= Beginning of Section =

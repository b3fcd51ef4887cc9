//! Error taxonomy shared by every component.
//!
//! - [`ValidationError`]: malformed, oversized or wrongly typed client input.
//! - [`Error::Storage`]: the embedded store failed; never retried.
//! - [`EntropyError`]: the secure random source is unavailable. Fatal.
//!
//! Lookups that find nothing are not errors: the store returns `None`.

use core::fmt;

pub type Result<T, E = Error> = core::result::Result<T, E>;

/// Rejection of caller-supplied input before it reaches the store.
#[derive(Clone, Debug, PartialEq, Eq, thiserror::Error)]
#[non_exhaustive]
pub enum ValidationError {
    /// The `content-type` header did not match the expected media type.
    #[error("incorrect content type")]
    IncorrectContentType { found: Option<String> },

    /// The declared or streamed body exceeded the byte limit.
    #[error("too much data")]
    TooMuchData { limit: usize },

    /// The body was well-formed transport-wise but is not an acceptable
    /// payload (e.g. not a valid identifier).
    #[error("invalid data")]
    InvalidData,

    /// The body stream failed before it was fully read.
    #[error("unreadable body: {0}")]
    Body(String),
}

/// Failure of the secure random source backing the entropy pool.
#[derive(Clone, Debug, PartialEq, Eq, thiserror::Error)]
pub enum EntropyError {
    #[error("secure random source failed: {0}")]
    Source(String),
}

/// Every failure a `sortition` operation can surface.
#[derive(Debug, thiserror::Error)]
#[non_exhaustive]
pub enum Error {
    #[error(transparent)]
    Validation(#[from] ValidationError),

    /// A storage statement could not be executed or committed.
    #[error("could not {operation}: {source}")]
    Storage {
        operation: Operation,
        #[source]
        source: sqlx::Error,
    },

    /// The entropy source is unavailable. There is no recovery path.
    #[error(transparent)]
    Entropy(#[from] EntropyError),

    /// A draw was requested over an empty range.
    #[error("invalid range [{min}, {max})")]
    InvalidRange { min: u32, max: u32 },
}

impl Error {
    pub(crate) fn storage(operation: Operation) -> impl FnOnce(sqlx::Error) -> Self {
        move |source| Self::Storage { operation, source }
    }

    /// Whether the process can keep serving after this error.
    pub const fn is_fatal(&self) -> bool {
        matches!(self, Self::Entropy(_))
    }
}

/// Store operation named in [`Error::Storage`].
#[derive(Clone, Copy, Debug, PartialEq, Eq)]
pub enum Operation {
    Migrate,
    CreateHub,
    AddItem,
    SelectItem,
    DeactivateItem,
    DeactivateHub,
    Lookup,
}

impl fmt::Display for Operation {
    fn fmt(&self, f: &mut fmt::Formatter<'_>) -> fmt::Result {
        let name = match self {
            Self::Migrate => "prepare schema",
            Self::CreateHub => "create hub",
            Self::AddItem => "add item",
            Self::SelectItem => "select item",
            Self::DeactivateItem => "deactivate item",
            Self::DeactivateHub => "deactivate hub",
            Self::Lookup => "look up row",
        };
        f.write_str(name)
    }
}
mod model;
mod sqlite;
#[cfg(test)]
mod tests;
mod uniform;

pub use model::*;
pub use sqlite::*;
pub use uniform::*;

= End of Section =
= Beginning of Section =

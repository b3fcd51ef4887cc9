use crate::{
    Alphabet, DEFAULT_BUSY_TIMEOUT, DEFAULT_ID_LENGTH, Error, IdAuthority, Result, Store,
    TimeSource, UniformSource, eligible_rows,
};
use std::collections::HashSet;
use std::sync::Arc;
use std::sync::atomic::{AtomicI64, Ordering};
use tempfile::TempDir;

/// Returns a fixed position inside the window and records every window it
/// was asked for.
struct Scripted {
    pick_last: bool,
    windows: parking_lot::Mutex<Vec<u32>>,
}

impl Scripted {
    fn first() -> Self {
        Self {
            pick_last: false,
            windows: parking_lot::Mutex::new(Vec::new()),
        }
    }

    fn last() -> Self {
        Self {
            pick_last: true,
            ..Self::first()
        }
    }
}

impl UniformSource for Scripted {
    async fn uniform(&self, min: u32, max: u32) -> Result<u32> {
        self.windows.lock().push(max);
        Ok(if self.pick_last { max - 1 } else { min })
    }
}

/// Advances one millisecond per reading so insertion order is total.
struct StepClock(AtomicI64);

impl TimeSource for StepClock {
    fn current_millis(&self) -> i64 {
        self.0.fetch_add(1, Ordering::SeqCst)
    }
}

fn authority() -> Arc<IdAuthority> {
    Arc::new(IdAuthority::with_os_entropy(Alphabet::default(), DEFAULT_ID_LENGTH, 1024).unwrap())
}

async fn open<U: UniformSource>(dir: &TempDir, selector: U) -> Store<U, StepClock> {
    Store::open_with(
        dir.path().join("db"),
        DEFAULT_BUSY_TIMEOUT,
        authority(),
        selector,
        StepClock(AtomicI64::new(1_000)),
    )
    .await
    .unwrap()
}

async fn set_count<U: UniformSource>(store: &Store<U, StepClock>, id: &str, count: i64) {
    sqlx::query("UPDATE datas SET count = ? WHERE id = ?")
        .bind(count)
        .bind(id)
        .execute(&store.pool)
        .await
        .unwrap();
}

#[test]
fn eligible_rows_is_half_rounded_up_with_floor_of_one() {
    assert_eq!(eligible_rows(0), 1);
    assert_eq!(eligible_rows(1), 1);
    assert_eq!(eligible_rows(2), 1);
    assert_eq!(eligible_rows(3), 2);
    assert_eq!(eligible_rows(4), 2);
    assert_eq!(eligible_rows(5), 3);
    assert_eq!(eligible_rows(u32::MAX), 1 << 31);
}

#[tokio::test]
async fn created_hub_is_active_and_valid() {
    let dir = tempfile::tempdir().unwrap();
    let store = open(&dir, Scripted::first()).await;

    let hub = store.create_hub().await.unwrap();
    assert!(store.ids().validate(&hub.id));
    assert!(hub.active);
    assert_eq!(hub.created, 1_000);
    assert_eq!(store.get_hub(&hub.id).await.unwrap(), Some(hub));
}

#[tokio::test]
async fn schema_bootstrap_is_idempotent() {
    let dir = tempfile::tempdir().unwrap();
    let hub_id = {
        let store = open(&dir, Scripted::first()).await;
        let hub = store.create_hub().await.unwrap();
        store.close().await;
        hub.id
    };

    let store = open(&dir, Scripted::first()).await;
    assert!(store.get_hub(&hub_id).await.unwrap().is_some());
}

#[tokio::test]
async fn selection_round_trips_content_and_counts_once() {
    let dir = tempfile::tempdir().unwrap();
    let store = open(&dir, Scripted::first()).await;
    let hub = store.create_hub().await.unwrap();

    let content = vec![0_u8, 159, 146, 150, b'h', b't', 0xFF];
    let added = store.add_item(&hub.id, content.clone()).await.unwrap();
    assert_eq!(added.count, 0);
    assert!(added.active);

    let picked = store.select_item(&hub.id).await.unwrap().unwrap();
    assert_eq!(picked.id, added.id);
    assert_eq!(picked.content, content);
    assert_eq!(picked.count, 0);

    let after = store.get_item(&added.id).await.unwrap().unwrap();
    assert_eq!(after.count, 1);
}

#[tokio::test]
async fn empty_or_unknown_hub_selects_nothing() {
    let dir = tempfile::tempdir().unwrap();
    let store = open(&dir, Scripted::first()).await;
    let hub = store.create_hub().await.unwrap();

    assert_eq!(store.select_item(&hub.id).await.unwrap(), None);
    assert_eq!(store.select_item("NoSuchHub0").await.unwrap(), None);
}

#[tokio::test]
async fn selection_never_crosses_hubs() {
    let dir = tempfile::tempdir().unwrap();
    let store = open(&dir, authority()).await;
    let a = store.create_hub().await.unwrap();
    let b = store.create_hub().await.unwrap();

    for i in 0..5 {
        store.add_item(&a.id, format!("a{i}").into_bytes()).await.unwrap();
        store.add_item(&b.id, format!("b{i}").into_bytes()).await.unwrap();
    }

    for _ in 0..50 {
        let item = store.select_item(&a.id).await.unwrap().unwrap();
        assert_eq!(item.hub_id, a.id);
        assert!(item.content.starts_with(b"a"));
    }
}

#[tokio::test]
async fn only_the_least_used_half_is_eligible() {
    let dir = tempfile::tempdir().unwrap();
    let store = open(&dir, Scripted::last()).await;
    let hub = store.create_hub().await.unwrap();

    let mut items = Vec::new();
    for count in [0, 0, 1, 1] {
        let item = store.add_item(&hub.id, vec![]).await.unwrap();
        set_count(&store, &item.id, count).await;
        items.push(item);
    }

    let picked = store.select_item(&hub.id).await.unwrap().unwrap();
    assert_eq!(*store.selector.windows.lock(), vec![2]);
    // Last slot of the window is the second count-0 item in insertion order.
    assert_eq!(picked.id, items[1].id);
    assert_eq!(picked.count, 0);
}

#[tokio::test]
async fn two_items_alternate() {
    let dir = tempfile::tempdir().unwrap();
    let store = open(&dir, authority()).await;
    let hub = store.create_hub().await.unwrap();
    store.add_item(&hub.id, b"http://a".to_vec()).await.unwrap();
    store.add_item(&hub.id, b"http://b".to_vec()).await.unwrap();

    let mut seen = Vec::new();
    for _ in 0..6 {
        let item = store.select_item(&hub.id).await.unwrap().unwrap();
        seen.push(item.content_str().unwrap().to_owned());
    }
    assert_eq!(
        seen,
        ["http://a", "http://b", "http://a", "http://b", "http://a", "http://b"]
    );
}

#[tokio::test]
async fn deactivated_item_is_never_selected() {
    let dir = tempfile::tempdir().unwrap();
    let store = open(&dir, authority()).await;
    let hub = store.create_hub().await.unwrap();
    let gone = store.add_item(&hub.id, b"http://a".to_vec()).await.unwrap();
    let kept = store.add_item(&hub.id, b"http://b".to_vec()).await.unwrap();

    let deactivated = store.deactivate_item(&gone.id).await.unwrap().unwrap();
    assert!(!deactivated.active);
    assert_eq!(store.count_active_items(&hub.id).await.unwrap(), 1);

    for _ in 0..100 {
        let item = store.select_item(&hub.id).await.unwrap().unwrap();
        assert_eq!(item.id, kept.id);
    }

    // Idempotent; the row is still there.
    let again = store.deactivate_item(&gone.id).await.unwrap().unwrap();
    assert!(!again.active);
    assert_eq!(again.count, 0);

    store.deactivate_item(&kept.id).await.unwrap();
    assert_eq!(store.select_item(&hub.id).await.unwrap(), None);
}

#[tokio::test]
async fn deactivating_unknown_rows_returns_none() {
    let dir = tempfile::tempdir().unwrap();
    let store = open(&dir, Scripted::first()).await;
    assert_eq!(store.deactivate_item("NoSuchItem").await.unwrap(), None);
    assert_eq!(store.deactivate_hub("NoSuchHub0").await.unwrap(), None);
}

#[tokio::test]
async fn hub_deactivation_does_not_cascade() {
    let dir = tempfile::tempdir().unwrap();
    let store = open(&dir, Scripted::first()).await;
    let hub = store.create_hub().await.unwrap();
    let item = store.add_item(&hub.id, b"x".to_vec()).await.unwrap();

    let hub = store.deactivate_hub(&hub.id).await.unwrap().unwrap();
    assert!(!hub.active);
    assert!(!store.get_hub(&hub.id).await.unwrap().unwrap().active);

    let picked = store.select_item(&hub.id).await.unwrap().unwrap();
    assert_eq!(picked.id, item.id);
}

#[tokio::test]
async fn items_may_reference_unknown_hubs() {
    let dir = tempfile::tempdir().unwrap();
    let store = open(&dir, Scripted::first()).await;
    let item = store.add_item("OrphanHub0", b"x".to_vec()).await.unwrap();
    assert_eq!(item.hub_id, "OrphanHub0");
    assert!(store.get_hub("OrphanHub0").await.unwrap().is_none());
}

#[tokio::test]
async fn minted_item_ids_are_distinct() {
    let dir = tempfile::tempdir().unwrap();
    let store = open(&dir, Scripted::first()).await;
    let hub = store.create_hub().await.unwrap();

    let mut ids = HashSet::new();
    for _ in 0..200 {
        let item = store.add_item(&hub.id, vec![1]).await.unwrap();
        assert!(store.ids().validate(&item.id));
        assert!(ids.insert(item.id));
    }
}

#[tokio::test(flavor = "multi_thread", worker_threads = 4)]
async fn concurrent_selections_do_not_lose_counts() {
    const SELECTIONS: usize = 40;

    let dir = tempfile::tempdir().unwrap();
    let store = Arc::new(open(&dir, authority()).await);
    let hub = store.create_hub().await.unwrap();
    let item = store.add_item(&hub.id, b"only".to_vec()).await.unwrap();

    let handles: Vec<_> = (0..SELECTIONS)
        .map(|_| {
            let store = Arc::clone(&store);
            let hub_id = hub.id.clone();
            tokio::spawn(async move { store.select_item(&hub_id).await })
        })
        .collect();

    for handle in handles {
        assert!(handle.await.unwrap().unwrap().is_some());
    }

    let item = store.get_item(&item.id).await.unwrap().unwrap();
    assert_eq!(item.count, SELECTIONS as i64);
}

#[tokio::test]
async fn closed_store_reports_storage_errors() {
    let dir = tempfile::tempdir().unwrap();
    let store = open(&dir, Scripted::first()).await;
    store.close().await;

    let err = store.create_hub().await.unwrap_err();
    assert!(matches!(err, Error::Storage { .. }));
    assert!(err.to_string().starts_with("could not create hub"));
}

= End of Section =

• _Task prompt_
Find the line with "pub enum Operation" in the material above. Reproduce it and each line after it up to and including the line with "pub use uniform::*;".

• _Answer_
pub enum Operation {
    Migrate,
    CreateHub,
    AddItem,
    SelectItem,
    DeactivateItem,
    DeactivateHub,
    Lookup,
}

impl fmt::Display for Operation {
    fn fmt(&self, f: &mut fmt::Formatter<'_>) -> fmt::Result {
        let name = match self {
            Self::Migrate => "prepare schema",
            Self::CreateHub => "create hub",
            Self::AddItem => "add item",
            Self::SelectItem => "select item",
            Self::DeactivateItem => "deactivate item",
            Self::DeactivateHub => "deactivate hub",
            Self::Lookup => "look up row",
        };
        f.write_str(name)
    }
}
mod model;
mod sqlite;
#[cfg(test)]
mod tests;
mod uniform;

pub use model::*;
pub use sqlite::*;
pub use uniform::*;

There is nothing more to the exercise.